ASSIGNMENT
Copy exactly the stretch of data below from the line with "filename crates/samu-dispatch/src/regulation.rs" through the line with "use uuid::Uuid;", including both of those lines.

(THE DATA begins)

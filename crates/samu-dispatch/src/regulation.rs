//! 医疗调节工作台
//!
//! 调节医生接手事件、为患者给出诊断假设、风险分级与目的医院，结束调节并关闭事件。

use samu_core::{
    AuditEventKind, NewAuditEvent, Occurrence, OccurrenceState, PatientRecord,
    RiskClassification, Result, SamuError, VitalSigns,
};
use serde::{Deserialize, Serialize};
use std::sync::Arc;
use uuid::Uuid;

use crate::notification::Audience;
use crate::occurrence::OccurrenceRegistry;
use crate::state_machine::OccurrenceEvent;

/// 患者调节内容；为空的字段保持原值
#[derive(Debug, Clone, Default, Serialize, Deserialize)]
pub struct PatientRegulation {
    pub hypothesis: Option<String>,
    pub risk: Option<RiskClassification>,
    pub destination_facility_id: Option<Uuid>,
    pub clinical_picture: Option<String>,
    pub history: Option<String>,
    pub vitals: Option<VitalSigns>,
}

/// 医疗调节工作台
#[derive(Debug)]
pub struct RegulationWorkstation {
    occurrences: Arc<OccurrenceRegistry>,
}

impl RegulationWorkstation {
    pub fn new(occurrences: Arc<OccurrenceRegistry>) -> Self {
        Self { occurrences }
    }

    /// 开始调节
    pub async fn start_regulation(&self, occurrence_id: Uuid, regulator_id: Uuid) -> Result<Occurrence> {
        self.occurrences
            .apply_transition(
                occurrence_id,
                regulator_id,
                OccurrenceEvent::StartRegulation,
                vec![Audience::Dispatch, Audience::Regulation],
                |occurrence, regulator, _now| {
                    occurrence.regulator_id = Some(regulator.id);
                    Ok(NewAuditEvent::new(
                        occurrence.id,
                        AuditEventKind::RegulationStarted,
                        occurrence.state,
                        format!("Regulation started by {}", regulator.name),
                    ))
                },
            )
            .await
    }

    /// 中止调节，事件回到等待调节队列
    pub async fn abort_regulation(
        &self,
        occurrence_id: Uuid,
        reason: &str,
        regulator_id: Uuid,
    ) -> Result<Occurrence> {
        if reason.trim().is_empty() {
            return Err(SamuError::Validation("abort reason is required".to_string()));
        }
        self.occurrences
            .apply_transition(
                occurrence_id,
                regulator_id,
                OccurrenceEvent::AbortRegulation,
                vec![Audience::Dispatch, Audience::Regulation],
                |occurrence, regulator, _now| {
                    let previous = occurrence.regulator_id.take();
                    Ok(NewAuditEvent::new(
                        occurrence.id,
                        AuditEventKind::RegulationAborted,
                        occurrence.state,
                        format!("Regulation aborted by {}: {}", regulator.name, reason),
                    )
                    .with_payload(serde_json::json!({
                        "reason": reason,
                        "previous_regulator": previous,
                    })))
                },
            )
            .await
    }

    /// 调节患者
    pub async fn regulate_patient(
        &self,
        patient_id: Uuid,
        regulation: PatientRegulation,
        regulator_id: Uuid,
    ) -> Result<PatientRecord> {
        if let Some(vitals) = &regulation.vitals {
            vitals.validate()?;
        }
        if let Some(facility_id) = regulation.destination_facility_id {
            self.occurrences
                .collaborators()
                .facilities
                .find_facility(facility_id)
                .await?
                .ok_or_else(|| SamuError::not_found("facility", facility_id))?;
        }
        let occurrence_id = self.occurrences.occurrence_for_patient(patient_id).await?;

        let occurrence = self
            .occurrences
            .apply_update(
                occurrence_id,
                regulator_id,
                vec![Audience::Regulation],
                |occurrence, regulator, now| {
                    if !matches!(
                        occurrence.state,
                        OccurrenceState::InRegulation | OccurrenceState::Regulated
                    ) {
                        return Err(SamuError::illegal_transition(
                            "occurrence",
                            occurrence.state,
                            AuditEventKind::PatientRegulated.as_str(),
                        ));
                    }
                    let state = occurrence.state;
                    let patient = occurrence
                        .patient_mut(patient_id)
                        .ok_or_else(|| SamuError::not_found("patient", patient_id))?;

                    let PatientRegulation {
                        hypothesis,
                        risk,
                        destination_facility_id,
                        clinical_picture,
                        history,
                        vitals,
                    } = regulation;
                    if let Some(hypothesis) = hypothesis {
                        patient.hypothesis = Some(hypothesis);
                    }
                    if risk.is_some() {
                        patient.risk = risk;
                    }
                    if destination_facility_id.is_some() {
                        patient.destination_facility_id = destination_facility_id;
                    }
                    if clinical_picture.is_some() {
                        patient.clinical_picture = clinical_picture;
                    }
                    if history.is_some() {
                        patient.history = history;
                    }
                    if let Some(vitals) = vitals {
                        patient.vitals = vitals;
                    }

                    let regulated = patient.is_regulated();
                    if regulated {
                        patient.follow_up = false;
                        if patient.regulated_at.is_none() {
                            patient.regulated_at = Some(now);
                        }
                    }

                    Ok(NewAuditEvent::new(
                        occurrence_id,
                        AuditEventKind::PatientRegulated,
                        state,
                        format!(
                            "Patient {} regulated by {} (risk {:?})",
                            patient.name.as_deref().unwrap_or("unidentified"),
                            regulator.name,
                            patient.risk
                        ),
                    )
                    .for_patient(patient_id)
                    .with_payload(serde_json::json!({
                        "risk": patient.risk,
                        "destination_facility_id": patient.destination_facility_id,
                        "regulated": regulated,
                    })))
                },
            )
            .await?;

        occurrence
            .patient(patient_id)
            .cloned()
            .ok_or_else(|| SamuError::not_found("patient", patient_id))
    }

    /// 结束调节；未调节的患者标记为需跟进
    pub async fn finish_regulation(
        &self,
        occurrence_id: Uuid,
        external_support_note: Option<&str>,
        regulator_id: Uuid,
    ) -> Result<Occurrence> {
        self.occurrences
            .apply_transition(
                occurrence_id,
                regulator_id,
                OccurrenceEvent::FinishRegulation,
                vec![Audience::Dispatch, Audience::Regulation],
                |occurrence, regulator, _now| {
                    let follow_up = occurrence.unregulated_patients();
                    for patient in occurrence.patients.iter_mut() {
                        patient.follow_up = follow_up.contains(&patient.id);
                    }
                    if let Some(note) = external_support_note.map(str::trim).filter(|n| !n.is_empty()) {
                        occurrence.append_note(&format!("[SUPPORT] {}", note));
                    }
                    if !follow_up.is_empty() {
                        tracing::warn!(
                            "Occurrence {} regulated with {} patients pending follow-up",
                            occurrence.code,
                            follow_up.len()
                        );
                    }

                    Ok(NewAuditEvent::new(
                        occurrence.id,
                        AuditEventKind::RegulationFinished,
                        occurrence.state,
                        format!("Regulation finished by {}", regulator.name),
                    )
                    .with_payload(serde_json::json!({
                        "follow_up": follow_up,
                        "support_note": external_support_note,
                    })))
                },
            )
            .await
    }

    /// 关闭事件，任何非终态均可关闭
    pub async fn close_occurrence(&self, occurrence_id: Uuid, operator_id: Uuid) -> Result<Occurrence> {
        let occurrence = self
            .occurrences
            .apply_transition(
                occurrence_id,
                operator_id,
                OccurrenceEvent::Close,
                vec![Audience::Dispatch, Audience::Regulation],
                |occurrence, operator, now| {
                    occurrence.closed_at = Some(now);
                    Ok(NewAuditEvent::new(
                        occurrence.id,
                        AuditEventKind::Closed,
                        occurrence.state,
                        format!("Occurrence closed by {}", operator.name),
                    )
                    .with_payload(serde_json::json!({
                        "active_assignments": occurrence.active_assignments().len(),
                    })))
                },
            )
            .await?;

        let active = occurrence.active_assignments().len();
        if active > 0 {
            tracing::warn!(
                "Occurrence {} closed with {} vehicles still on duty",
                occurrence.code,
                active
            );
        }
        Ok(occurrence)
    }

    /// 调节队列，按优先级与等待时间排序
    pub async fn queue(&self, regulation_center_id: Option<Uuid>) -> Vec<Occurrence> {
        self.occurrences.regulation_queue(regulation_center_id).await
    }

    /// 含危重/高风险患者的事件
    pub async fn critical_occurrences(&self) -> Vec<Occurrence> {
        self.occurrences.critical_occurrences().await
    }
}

(THE DATA ends)
(THE DATA begins)

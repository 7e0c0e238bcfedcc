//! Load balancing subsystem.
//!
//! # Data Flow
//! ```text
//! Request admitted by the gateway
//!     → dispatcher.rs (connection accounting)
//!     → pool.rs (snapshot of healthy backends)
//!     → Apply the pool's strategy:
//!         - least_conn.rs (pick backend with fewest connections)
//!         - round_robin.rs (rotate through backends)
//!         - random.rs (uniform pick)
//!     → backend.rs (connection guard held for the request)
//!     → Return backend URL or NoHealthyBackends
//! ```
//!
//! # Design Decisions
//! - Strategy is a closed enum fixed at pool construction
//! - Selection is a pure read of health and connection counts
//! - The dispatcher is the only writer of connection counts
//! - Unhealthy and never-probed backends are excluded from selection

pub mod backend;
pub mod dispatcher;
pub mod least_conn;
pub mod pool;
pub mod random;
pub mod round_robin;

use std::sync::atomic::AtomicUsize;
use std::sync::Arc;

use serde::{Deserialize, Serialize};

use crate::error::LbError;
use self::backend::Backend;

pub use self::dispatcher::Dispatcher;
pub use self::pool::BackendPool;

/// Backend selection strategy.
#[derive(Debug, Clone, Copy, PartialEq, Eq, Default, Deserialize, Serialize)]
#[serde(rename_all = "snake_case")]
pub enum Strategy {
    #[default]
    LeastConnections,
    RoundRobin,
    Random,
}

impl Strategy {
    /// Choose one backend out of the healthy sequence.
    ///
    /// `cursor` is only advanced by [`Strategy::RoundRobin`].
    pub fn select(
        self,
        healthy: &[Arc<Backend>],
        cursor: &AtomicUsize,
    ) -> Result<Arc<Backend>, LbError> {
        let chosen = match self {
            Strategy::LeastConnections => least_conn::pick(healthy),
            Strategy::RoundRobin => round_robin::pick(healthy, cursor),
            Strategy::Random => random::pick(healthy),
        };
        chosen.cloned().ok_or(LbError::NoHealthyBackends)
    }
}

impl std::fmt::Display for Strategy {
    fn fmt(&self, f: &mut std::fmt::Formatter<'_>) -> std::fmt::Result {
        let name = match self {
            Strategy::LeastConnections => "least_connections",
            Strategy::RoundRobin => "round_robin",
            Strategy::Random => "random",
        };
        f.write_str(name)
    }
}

(THE DATA ends)

RESULT FOR THIS TASK
filename crates/samu-dispatch/src/regulation.rs
//! 医疗调节工作台
//!
//! 调节医生接手事件、为患者给出诊断假设、风险分级与目的医院，结束调节并关闭事件。

use samu_core::{
    AuditEventKind, NewAuditEvent, Occurrence, OccurrenceState, PatientRecord,
    RiskClassification, Result, SamuError, VitalSigns,
};
use serde::{Deserialize, Serialize};
use std::sync::Arc;
use uuid::Uuid;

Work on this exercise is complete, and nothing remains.